B) Feel free to talk about how much more the wealthier person would benefit from the Fair Tax, since that's the point I was trying to make. It really does show who benefits from the Fair Tax much better, if you mention the 5k and 60k "vanishing". Thank you for proving my point.
 
2008-04-16 01:09:13 PM  
Excellent! You're still checking this thread.

A) I'm not going to do a 1040A for each of these people. If you want me to adjust my numbers and add say, the standard deduction ($3500) or maybe some child tax credits, I would just be reducing the projected incomes since the amounts you have spent for each person are set and this is obviously their take-home.

B) Yes, this guy will get that 60k back, but if I finish the rest of the formula, he'll be paying 18.4k in taxes on his utilities, 4600 on "luxuries" as you put it (wealth envy :P), and zilch on his investments instead of the 15% capital gains he would be getting on his 60,000-ish in dividends and interest. Even less! Wild!

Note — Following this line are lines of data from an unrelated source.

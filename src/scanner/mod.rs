//! Newsgroup overview scanning
//!
//! A scan walks an article range of one group in blocks of at most
//! `message_scan_limit` articles. Each block's overview rows are reduced to
//! segments, filtered through the blacklist and buffered in a [`PartStore`].
//! The buffer is flushed and the group's scanned range recorded after every
//! block, so an interrupted scan resumes where it stopped.
//!
//! Updates walk forward from the last scanned article (a new group starts
//! `new_group_scan_days` back). Backfills walk backwards from the first
//! scanned article down to `backfill_days` back.

pub mod part_store;
pub mod subject;

pub use part_store::PartStore;
pub use subject::{Blacklist, Extracted, extract, split_marker};

use chrono::Utc;
use std::sync::Arc;
use tokio::sync::{Mutex, broadcast};

use crate::config::{RetryConfig, ScanConfig};
use crate::db::Database;
use crate::nntp::{NewsSource, OverviewRow, date_to_article_number};
use crate::retry::with_retry;
use crate::types::{Event, ScanStats};
use crate::{Error, Result, ScanError};

/// Scan direction of a block sequence
#[derive(Debug, Clone, Copy, PartialEq, Eq)]
pub enum Direction {
    /// Oldest block first
    Forward,
    /// Newest block first
    Backward,
}

/// Split `start..=end` into inclusive blocks of at most `size` articles
pub fn blocks(start: u64, end: u64, size: u64, direction: Direction) -> Vec<(u64, u64)> {
    let size = size.max(1);
    let mut out = Vec::new();
    if start > end {
        return out;
    }

    match direction {
        Direction::Forward => {
            let mut block_start = start;
            loop {
                let block_end = block_start.saturating_add(size - 1).min(end);
                out.push((block_start, block_end));
                if block_end >= end {
                    break;
                }
                block_start = block_end + 1;
            }
        }
        Direction::Backward => {
            let mut block_end = end;
            loop {
                let block_start = block_end.saturating_sub(size - 1).max(start);
                out.push((block_start, block_end));
                if block_start <= start {
                    break;
                }
                block_end = block_start - 1;
            }
        }
    }
    out
}

/// Scans groups into the Part Store
///
/// Cheap to clone; every scan worker gets its own copy and its own session.
#[derive(Clone)]
pub struct Scanner {
    db: Arc<Database>,
    scan: ScanConfig,
    retry: RetryConfig,
    blacklist: Arc<Blacklist>,
    event_tx: broadcast::Sender<Event>,
}

impl Scanner {
    /// Create a scanner writing to `db`
    pub fn new(
        db: Arc<Database>,
        scan: ScanConfig,
        retry: RetryConfig,
        blacklist: Arc<Blacklist>,
        event_tx: broadcast::Sender<Event>,
    ) -> Self {
        Self {
            db,
            scan,
            retry,
            blacklist,
            event_tx,
        }
    }

    /// Scan everything posted to `group` since the last update
    ///
    /// A group that has never been scanned starts `new_group_scan_days` back.
    pub async fn update(&self, source: &mut dyn NewsSource, group: &str) -> Result<ScanStats> {
        let record = self
            .db
            .get_group(group)
            .await?
            .ok_or_else(|| Error::NotFound(format!("group {}", group)))?;

        let range = source.select_group(group).await?;
        self.event_tx
            .send(Event::ScanStarted {
                group: group.to_string(),
                backfill: false,
            })
            .ok();

        if range.is_empty() {
            tracing::debug!(group = %group, "group is empty, nothing to scan");
            return Ok(ScanStats::default());
        }

        let start = match record.last_article {
            Some(last) => (last.max(0) as u64).saturating_add(1).max(range.first),
            None => {
                match date_to_article_number(
                    source,
                    group,
                    self.scan.new_group_scan_days,
                    self.scan.bisect_max_iterations,
                )
                .await?
                {
                    Some(start) => start,
                    None => {
                        // Nothing recent enough; the next update starts after the newest article
                        self.db
                            .record_scanned_range(group, range.last, range.last)
                            .await?;
                        return Ok(ScanStats::default());
                    }
                }
            }
        };

        if start > range.last {
            tracing::debug!(group = %group, last = range.last, "group is up to date");
            return Ok(ScanStats::default());
        }

        tracing::info!(group = %group, start, end = range.last, "updating group");
        let stats = self
            .scan_blocks(
                source,
                group,
                blocks(
                    start,
                    range.last,
                    self.scan.message_scan_limit,
                    Direction::Forward,
                ),
            )
            .await?;
        self.finish(group, &stats);
        Ok(stats)
    }

    /// Scan older articles of `group` back to `backfill_days` ago
    ///
    /// Groups that have never been updated have no lower bound yet and are skipped.
    pub async fn backfill(&self, source: &mut dyn NewsSource, group: &str) -> Result<ScanStats> {
        let record = self
            .db
            .get_group(group)
            .await?
            .ok_or_else(|| Error::NotFound(format!("group {}", group)))?;

        let Some(first) = record.first_article else {
            tracing::debug!(group = %group, "group has not been updated yet, skipping backfill");
            return Ok(ScanStats::default());
        };

        let target = date_to_article_number(
            source,
            group,
            self.scan.backfill_days,
            self.scan.bisect_max_iterations,
        )
        .await?;
        let range = source.select_group(group).await?;
        self.event_tx
            .send(Event::ScanStarted {
                group: group.to_string(),
                backfill: true,
            })
            .ok();

        let Some(target) = target else {
            return Ok(ScanStats::default());
        };
        let lower = target.max(range.first);
        let upper = (first.max(0) as u64).saturating_sub(1);
        if upper < lower {
            tracing::debug!(group = %group, first, target, "backfill target reached");
            return Ok(ScanStats::default());
        }

        tracing::info!(group = %group, start = lower, end = upper, "backfilling group");
        let stats = self
            .scan_blocks(
                source,
                group,
                blocks(lower, upper, self.scan.message_scan_limit, Direction::Backward),
            )
            .await?;
        self.finish(group, &stats);
        Ok(stats)
    }

    async fn scan_blocks(
        &self,
        source: &mut dyn NewsSource,
        group: &str,
        blocks: Vec<(u64, u64)>,
    ) -> Result<ScanStats> {
        let blacklist = self.blacklist.for_group(group);
        let mut store = PartStore::new(&self.db, self.scan.segment_flush_size);
        let mut stats = ScanStats::default();
        let session = Mutex::new(source);

        for (start, end) in blocks {
            match self.fetch_block(&session, group, start, end).await {
                Ok(rows) => {
                    stats.blocks += 1;
                    for row in rows {
                        stats.received += 1;
                        self.ingest(&mut store, &blacklist, group, row, &mut stats)
                            .await?;
                    }
                }
                Err(e) => {
                    stats.failed_blocks += 1;
                    tracing::warn!(
                        group = %group,
                        start,
                        end,
                        error = %e,
                        code = e.code(),
                        "skipping overview block"
                    );
                    self.event_tx
                        .send(Event::BlockSkipped {
                            group: group.to_string(),
                            start,
                            end,
                            error: e.to_string(),
                        })
                        .ok();
                }
            }

            store.flush().await?;
            self.db.record_scanned_range(group, start, end).await?;
        }

        Ok(stats)
    }

    async fn fetch_block(
        &self,
        session: &Mutex<&mut dyn NewsSource>,
        group: &str,
        start: u64,
        end: u64,
    ) -> Result<Vec<OverviewRow>> {
        with_retry(&self.retry, self.scan.block_attempts(), move || async move {
            let mut session = session.lock().await;
            session.fetch_overview(start, end).await
        })
        .await
        .map_err(|e| {
            Error::Scan(ScanError::BlockFailed {
                group: group.to_string(),
                start,
                end,
                reason: e.to_string(),
            })
        })
    }

    async fn ingest(
        &self,
        store: &mut PartStore<'_>,
        blacklist: &subject::GroupBlacklist<'_>,
        group: &str,
        row: OverviewRow,
        stats: &mut ScanStats,
    ) -> Result<()> {
        match extract(&row) {
            Extracted::Ignored => stats.ignored += 1,
            Extracted::Segment {
                subject,
                total,
                segment,
            } => {
                if let Some(rule) = blacklist.rejects(&subject) {
                    tracing::trace!(group = %group, subject = %subject, blacklist = rule, "blacklisted");
                    stats.blacklisted += 1;
                    return Ok(());
                }
                stats.segments += 1;
                store
                    .add(
                        subject,
                        group,
                        &row.poster,
                        row.date.unwrap_or_else(Utc::now),
                        total,
                        segment,
                    )
                    .await?;
            }
        }
        Ok(())
    }

    fn finish(&self, group: &str, stats: &ScanStats) {
        tracing::info!(
            group = %group,
            received = stats.received,
            segments = stats.segments,
            ignored = stats.ignored,
            blacklisted = stats.blacklisted,
            failed_blocks = stats.failed_blocks,
            "group scan complete"
        );
        self.event_tx
            .send(Event::GroupScanned {
                group: group.to_string(),
                stats: stats.clone(),
            })
            .ok();
    }
}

Looks like your poor guy is going to pay 5,520 in taxes instead of 5,000. He'll be doing it with 2,392 coming back to him and he'll be doing it with his whole paycheck.

Your rich guy will be paying 23k instead of 60k. Sweet deal! That's the point of the FairTax. If he wants to make all the money in the world and stick it in his ears, he won't owe much to the government to do that. You show me the guy that only spends 14% of his annual income, though. That's where I call BS on your imaginary rich guy. He'll consume much more than that and therefore pay quite a bit more in taxes.
 
2008-04-16 03:09:30 PM  
zavier: Your rich guy will be paying 23k instead of 60k. Sweet deal! That's the point of the FairTax. If he wants to make all the money in the world and stick it in his ears, he won't owe much to the government to do that. You show me the guy that only spends 14% of his annual income, though. That's where I call BS on your imaginary rich guy. He'll consume much more than that and therefore pay quite a bit more in taxes.

Do you remember the question that I asked, and your answer, that led to this math?

I asked who benefited more. You asserted the poorer guy did. You have now demonstrated that the richer guy benefits far, far more.

If you want to assert that, philosophically, he should be allowed to benefit more, that's fine.

But don't assert that the poorer guy actually benefits more. At least be honest here.

You also have included the phrase "he'll be doing it with his whole paycheck", even though you have distanced yourself from the assertion that the fair tax would have any effect on the actual net take-home pay of the worker. Are you now asserting that their actual net take-home pay would increase?